Evidence is accumulating that both biotic and abiotic stresses induce a heritable increase in the ability of plants to withstand infection and tolerate stress (188191). DNA damage, pathogen infection, and abiotic stresses also increase homologous recombination frequency and chromosomal rearrangements, both somatically and heritably (188, 192195). Thus, responses to stress—whether from pathogens, environmental extremes, or damage to the genetic apparatus—evoke not just a transcriptional response, but also a profound and to some extent heritable change in the epigenetic framework. Such changes can loosen the epigenetic constraints on transposons, allowing stress-inducible TEs to propagate stress-inducible promoters to other genes through transposition (181).

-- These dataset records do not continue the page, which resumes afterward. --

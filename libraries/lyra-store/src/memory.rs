//! In-memory document store
//!
//! Reference [`DocumentStore`] implementation backed by nested maps.
//! Used by the test suites and local development; the field-verb semantics
//! here are the contract other backends must match.

use crate::error::{Result, StoreError};
use crate::store::{
    Direction, Document, DocumentStore, DocumentWatch, FieldOp, FieldUpdate, Filter, Query,
};
use async_trait::async_trait;
use chrono::Utc;
use serde_json::{json, Map, Value};
use std::cmp::Ordering;
use std::collections::HashMap;
use tokio::sync::{watch, RwLock};

type Collection = HashMap<String, Value>;

/// In-memory document store
#[derive(Default)]
pub struct MemoryStore {
    collections: RwLock<HashMap<String, Collection>>,
    watchers: RwLock<HashMap<(String, String), watch::Sender<Option<Value>>>>,
}

impl MemoryStore {
    /// Create an empty store
    pub fn new() -> Self {
        Self::default()
    }

    async fn notify(&self, collection: &str, id: &str, data: Option<Value>) {
        let watchers = self.watchers.read().await;
        if let Some(tx) = watchers.get(&(collection.to_string(), id.to_string())) {
            // Receivers may all be gone; that just means nobody is looking.
            let _ = tx.send(data);
        }
    }
}

#[async_trait]
impl DocumentStore for MemoryStore {
    async fn get(&self, collection: &str, id: &str) -> Result<Option<Document>> {
        let collections = self.collections.read().await;
        Ok(collections
            .get(collection)
            .and_then(|docs| docs.get(id))
            .map(|data| Document::new(id, data.clone())))
    }

    async fn query(&self, collection: &str, query: Query) -> Result<Vec<Document>> {
        let collections = self.collections.read().await;
        let Some(docs) = collections.get(collection) else {
            return Ok(Vec::new());
        };

        let mut matches: Vec<Document> = docs
            .iter()
            .filter(|(id, data)| query.filters.iter().all(|f| matches_filter(id, data, f)))
            .map(|(id, data)| Document::new(id.clone(), data.clone()))
            .collect();

        if let Some((field, direction)) = &query.order_by {
            matches.sort_by(|a, b| {
                let ord = compare_fields(a.data.get(field), b.data.get(field));
                match direction {
                    Direction::Asc => ord,
                    Direction::Desc => ord.reverse(),
                }
            });
        } else {
            // Deterministic order for tests
            matches.sort_by(|a, b| a.id.cmp(&b.id));
        }

        if let Some(limit) = query.limit {
            matches.truncate(limit);
        }

        Ok(matches)
    }

    async fn set(&self, collection: &str, id: &str, data: Value) -> Result<()> {
        {
            let mut collections = self.collections.write().await;
            collections
                .entry(collection.to_string())
                .or_default()
                .insert(id.to_string(), data.clone());
        }
        self.notify(collection, id, Some(data)).await;
        Ok(())
    }

    async fn update(&self, collection: &str, id: &str, updates: Vec<FieldUpdate>) -> Result<()> {
        let updated = {
            let mut collections = self.collections.write().await;
            let doc = collections
                .get_mut(collection)
                .and_then(|docs| docs.get_mut(id))
                .ok_or_else(|| StoreError::not_found(collection, id))?;

            let fields = doc
                .as_object_mut()
                .ok_or_else(|| StoreError::backend("document is not an object"))?;

            for update in updates {
                apply_field_op(fields, &update.field, update.op);
            }

            doc.clone()
        };
        self.notify(collection, id, Some(updated)).await;
        Ok(())
    }

    async fn delete(&self, collection: &str, id: &str) -> Result<()> {
        let removed = {
            let mut collections = self.collections.write().await;
            collections
                .get_mut(collection)
                .and_then(|docs| docs.remove(id))
        };
        if removed.is_some() {
            self.notify(collection, id, None).await;
        }
        Ok(())
    }

    async fn watch(&self, collection: &str, id: &str) -> Result<DocumentWatch> {
        let current = self
            .get(collection, id)
            .await?
            .map(|doc| doc.data);

        let mut watchers = self.watchers.write().await;
        let tx = watchers
            .entry((collection.to_string(), id.to_string()))
            .or_insert_with(|| watch::channel(current.clone()).0);
        Ok(DocumentWatch::new(tx.subscribe()))
    }
}

fn matches_filter(id: &str, data: &Value, filter: &Filter) -> bool {
    match filter {
        Filter::Eq(field, value) => data.get(field) == Some(value),
        Filter::ArrayContains(field, value) => data
            .get(field)
            .and_then(Value::as_array)
            .is_some_and(|items| items.contains(value)),
        Filter::IdIn(ids) => ids.iter().any(|candidate| candidate == id),
    }
}

fn compare_fields(a: Option<&Value>, b: Option<&Value>) -> Ordering {
    match (a, b) {
        (Some(Value::Number(x)), Some(Value::Number(y))) => {
            let x = x.as_f64().unwrap_or(0.0);
            let y = y.as_f64().unwrap_or(0.0);
            x.partial_cmp(&y).unwrap_or(Ordering::Equal)
        }
        (Some(Value::String(x)), Some(Value::String(y))) => x.cmp(y),
        (Some(_), None) => Ordering::Greater,
        (None, Some(_)) => Ordering::Less,
        _ => Ordering::Equal,
    }
}

fn apply_field_op(fields: &mut Map<String, Value>, field: &str, op: FieldOp) {
    match op {
        FieldOp::Set(value) => {
            fields.insert(field.to_string(), value);
        }
        FieldOp::Increment(delta) => {
            let prior = fields.get(field).and_then(Value::as_i64).unwrap_or(0);
            fields.insert(field.to_string(), json!(prior + delta));
        }
        FieldOp::ArrayUnion(value) => {
            let entry = fields
                .entry(field.to_string())
                .or_insert_with(|| json!([]));
            if let Some(items) = entry.as_array_mut() {
                if !items.contains(&value) {
                    items.push(value);
                }
            }
        }
        FieldOp::ArrayRemove(value) => {
            if let Some(items) = fields.get_mut(field).and_then(Value::as_array_mut) {
                items.retain(|item| item != &value);
            }
        }
        FieldOp::ServerTimestamp => {
            let now = Utc::now();
            fields.insert(
                field.to_string(),
                json!({
                    "seconds": now.timestamp(),
                    "nanoseconds": now.timestamp_subsec_nanos(),
                }),
            );
        }
    }
}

Just as McClintock reported that broken chromosome ends can “heal,” so do transposition bursts subside, over both short and long runs (175). Some of the Arabidopsis transposons and retrotransposons demethylated in a genetic background devoid of the MET1 DNA methylase are gradually remethylated by RNA-dependent DNA methylation within several generations after reintroduction of a wild-type MET1 gene (196198). Heat-induced transcription and transposition of the Arabidopsis ONSEN retrotransposon is rapidly silenced, becoming transgenerational only in plants with a compromised RdDM pathway (181). Thus, transcriptional activation by demethylation can also trigger a feedback mechanism that restores methylation and resilences transposons. Recent years have seen progress in identifying the components of the restructuring response, but we do not yet know how cells and organisms perceive and initiate epigenetic reorganization in response to either genetic disruptions or environmental stressors.

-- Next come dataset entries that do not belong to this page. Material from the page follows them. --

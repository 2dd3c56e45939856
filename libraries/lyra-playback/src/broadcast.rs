//! Process-wide now-playing signal
//!
//! The engine does not reliably emit a track-changed event when its
//! queue is reset to empty, so teardown is announced here instead. Every
//! subscriber receives each event exactly once; the channel carries a
//! typed event rather than a string topic so new event kinds are a
//! compile-time concern.

use tokio::sync::broadcast;

const CHANNEL_CAPACITY: usize = 16;

/// Event announced on the now-playing channel
#[derive(Debug, Clone, Copy, PartialEq, Eq)]
pub enum NowPlayingEvent {
    /// The queue was cleared and playback stopped
    QueueEmptied,
}

/// Broadcast channel for now-playing lifecycle events
///
/// Cheap to clone; all clones share the same channel. Subscribers that
/// have been dropped stop receiving, and emitting with no subscribers is
/// not an error.
#[derive(Debug, Clone)]
pub struct NowPlayingBroadcast {
    sender: broadcast::Sender<NowPlayingEvent>,
}

impl NowPlayingBroadcast {
    pub fn new() -> Self {
        let (sender, _) = broadcast::channel(CHANNEL_CAPACITY);
        Self { sender }
    }

    /// Subscribe to lifecycle events
    pub fn subscribe(&self) -> broadcast::Receiver<NowPlayingEvent> {
        self.sender.subscribe()
    }

    /// Announce that the queue was emptied
    pub fn emit_queue_emptied(&self) {
        // Send only fails when there are no receivers, which is fine.
        let _ = self.sender.send(NowPlayingEvent::QueueEmptied);
    }
}

impl Default for NowPlayingBroadcast {
    fn default() -> Self {
        Self::new()
    }
}
//! Lyra Store
//!
//! Document-store contract and library read-models for Lyra.
//!
//! This crate provides:
//! - The [`DocumentStore`] trait: generic CRUD plus live subscriptions over
//!   the hosted document database (`songs`, `playlists`, `users`), with
//!   field-level update verbs (increment, array union/remove, server
//!   timestamp)
//! - [`MemoryStore`]: an in-process implementation used by tests and local
//!   development
//! - Services over the store: [`Library`] (liked songs, play counts),
//!   [`Playlists`] (playlist CRUD), [`Catalog`] (trending, search, genre)
//!
//! The store is a collaborator, not a product: no wire protocol or
//! persistence format is defined here. Write failures surface as errors so
//! the UI can alert the user; the two-write like/unlike sequence is not
//! transactional and a partial failure is reported, not compensated.

#![forbid(unsafe_code)]

pub mod catalog;
pub mod error;
pub mod library;
pub mod memory;
pub mod playlists;
pub mod store;

pub use catalog::Catalog;
pub use error::{Result, StoreError};
pub use library::Library;
pub use memory::MemoryStore;
pub use playlists::Playlists;
pub use store::{
    Direction, Document, DocumentStore, DocumentWatch, FieldOp, FieldUpdate, Filter, Query,
};

/// Collection names used by the client
pub mod collections {
    /// Song catalog collection
    pub const SONGS: &str = "songs";
    /// Playlist collection
    pub const PLAYLISTS: &str = "playlists";
    /// User profile collection
    pub const USERS: &str = "users";
}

Evolvability and Its Agents

I have argued that epigenetic mechanisms not only underpin the management of transcription and chromosome structure, but also provide the key to understanding the size and organization of eukaryotic genomes. They assure the stability of chromosomes, including vast menageries of TEs, and manage the replication and segregation of the genetic material in both mitosis and meiosis. My argument is that TEs accumulate because of, not despite, the epigenetic mechanisms that control homology-dependent recombination, whose dominance keeps the genomes of prokaryotes and many lower eukaryotes small. Absent the existence of such mechanisms, ectopic, homology-dependent recombination among dispersed TEs would rapidly eliminate them, either directly by intrachromosomal deletions or indirectly by creating nonviable chromosomes.

But although epigenetic mechanisms slow the pace of genome restructuring to an evolutionary time scale, the impact of transposons and retrotransposons on genes and genomes is inescapable. Indeed, their ability to move and to move sequences has shaped higher eukaryotic genomes, from the structuring and restructuring of genes and their regulatory sequences to the shaping and reshaping of the genomic landscape. It is becoming increasingly difficult to escape the conclusion that eukaryotic genome evolution is driven from within not just by the gentle breeze of the genetic mechanisms that replicate and repair DNA, but by the stronger winds (with perhaps occasional gale-force gusts) of transposon activity. The ability to evoke rapid genome restructuring is at the heart of eukaryotic evolvability—the capacity of organisms with larger and larger genomes to maintain evolutionary flexibility.